Stored entries

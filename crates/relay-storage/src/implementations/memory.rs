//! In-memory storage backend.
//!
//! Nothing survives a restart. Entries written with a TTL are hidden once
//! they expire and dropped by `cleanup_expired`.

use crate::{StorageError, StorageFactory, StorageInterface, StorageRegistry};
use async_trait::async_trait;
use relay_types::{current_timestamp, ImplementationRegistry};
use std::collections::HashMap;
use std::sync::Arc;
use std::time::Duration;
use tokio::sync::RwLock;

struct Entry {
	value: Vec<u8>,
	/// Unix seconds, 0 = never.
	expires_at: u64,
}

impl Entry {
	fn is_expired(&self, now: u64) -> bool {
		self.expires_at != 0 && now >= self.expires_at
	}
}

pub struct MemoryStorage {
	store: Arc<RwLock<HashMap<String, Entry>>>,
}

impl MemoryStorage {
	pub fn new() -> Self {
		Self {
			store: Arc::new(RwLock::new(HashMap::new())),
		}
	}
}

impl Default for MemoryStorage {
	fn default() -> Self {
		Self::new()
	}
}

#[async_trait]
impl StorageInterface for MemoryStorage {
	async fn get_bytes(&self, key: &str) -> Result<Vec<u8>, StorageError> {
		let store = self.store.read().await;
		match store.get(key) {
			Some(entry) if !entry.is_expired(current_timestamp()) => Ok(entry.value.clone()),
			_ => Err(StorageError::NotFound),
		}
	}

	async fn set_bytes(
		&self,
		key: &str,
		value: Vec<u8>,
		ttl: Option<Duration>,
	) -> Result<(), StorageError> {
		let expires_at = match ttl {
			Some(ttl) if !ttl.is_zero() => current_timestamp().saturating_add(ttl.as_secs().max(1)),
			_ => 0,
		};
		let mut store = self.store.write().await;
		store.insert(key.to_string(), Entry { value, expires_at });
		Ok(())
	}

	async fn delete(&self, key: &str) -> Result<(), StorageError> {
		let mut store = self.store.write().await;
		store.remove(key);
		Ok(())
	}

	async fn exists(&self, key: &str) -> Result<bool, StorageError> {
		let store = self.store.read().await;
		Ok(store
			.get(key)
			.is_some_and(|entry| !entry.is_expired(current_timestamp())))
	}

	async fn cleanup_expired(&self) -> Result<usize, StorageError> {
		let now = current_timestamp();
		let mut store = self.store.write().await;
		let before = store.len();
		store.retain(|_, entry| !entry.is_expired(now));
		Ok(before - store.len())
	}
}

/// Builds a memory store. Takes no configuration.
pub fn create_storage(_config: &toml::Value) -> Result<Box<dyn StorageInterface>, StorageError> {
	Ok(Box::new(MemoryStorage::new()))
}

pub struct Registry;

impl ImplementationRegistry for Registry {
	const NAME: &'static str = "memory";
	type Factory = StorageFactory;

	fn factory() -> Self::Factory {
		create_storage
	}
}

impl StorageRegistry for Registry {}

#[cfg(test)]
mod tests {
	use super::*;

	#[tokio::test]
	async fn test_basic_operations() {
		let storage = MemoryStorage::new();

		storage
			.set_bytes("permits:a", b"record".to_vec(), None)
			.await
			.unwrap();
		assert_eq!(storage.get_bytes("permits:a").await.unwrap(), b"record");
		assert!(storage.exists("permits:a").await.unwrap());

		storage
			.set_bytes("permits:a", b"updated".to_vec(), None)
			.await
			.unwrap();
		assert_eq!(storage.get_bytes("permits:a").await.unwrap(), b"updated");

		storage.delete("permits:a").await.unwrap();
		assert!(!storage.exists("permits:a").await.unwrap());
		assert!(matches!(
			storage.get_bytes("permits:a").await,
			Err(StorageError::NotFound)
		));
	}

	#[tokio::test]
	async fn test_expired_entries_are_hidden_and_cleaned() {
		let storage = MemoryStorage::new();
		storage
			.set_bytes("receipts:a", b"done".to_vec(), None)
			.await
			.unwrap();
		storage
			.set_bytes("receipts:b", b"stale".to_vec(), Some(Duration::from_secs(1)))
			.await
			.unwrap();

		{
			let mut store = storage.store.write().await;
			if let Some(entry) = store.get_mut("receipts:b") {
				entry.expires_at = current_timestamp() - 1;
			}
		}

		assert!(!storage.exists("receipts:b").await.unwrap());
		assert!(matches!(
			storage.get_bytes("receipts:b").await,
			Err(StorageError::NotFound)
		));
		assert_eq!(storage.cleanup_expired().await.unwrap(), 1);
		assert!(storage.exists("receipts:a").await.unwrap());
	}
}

_Problem_
Restate the records, all of them, precisely as written.

_Completed exercise_
filename crates/relay-storage/src/implementations/memory.rs
//! In-memory storage backend.
//!
//! Nothing survives a restart. Entries written with a TTL are hidden once
//! they expire and dropped by `cleanup_expired`.

use crate::{StorageError, StorageFactory, StorageInterface, StorageRegistry};
use async_trait::async_trait;
use relay_types::{current_timestamp, ImplementationRegistry};
use std::collections::HashMap;
use std::sync::Arc;
use std::time::Duration;
use tokio::sync::RwLock;

struct Entry {
	value: Vec<u8>,
	/// Unix seconds, 0 = never.
	expires_at: u64,
}

impl Entry {
	fn is_expired(&self, now: u64) -> bool {
		self.expires_at != 0 && now >= self.expires_at
	}
}

pub struct MemoryStorage {
	store: Arc<RwLock<HashMap<String, Entry>>>,
}

impl MemoryStorage {
	pub fn new() -> Self {
		Self {
			store: Arc::new(RwLock::new(HashMap::new())),
		}
	}
}

impl Default for MemoryStorage {
	fn default() -> Self {
		Self::new()
	}
}

#[async_trait]
impl StorageInterface for MemoryStorage {
	async fn get_bytes(&self, key: &str) -> Result<Vec<u8>, StorageError> {
		let store = self.store.read().await;
		match store.get(key) {
			Some(entry) if !entry.is_expired(current_timestamp()) => Ok(entry.value.clone()),
			_ => Err(StorageError::NotFound),
		}
	}

	async fn set_bytes(
		&self,
		key: &str,
		value: Vec<u8>,
		ttl: Option<Duration>,
	) -> Result<(), StorageError> {
		let expires_at = match ttl {
			Some(ttl) if !ttl.is_zero() => current_timestamp().saturating_add(ttl.as_secs().max(1)),
			_ => 0,
		};
		let mut store = self.store.write().await;
		store.insert(key.to_string(), Entry { value, expires_at });
		Ok(())
	}

	async fn delete(&self, key: &str) -> Result<(), StorageError> {
		let mut store = self.store.write().await;
		store.remove(key);
		Ok(())
	}

	async fn exists(&self, key: &str) -> Result<bool, StorageError> {
		let store = self.store.read().await;
		Ok(store
			.get(key)
			.is_some_and(|entry| !entry.is_expired(current_timestamp())))
	}

	async fn cleanup_expired(&self) -> Result<usize, StorageError> {
		let now = current_timestamp();
		let mut store = self.store.write().await;
		let before = store.len();
		store.retain(|_, entry| !entry.is_expired(now));
		Ok(before - store.len())
	}
}

/// Builds a memory store. Takes no configuration.
pub fn create_storage(_config: &toml::Value) -> Result<Box<dyn StorageInterface>, StorageError> {
	Ok(Box::new(MemoryStorage::new()))
}

pub struct Registry;

impl ImplementationRegistry for Registry {
	const NAME: &'static str = "memory";
	type Factory = StorageFactory;

	fn factory() -> Self::Factory {
		create_storage
	}
}

impl StorageRegistry for Registry {}

#[cfg(test)]
mod tests {
	use super::*;

	#[tokio::test]
	async fn test_basic_operations() {
		let storage = MemoryStorage::new();

		storage
			.set_bytes("permits:a", b"record".to_vec(), None)
			.await
			.unwrap();
		assert_eq!(storage.get_bytes("permits:a").await.unwrap(), b"record");
		assert!(storage.exists("permits:a").await.unwrap());

		storage
			.set_bytes("permits:a", b"updated".to_vec(), None)
			.await
			.unwrap();
		assert_eq!(storage.get_bytes("permits:a").await.unwrap(), b"updated");

		storage.delete("permits:a").await.unwrap();
		assert!(!storage.exists("permits:a").await.unwrap());
		assert!(matches!(
			storage.get_bytes("permits:a").await,
			Err(StorageError::NotFound)
		));
	}

	#[tokio::test]
	async fn test_expired_entries_are_hidden_and_cleaned() {
		let storage = MemoryStorage::new();
		storage
			.set_bytes("receipts:a", b"done".to_vec(), None)
			.await
			.unwrap();
		storage
			.set_bytes("receipts:b", b"stale".to_vec(), Some(Duration::from_secs(1)))
			.await
			.unwrap();

		{
			let mut store = storage.store.write().await;
			if let Some(entry) = store.get_mut("receipts:b") {
				entry.expires_at = current_timestamp() - 1;
			}
		}

		assert!(!storage.exists("receipts:b").await.unwrap());
		assert!(matches!(
			storage.get_bytes("receipts:b").await,
			Err(StorageError::NotFound)
		));
		assert_eq!(storage.cleanup_expired().await.unwrap(), 1);
		assert!(storage.exists("receipts:a").await.unwrap());
	}
}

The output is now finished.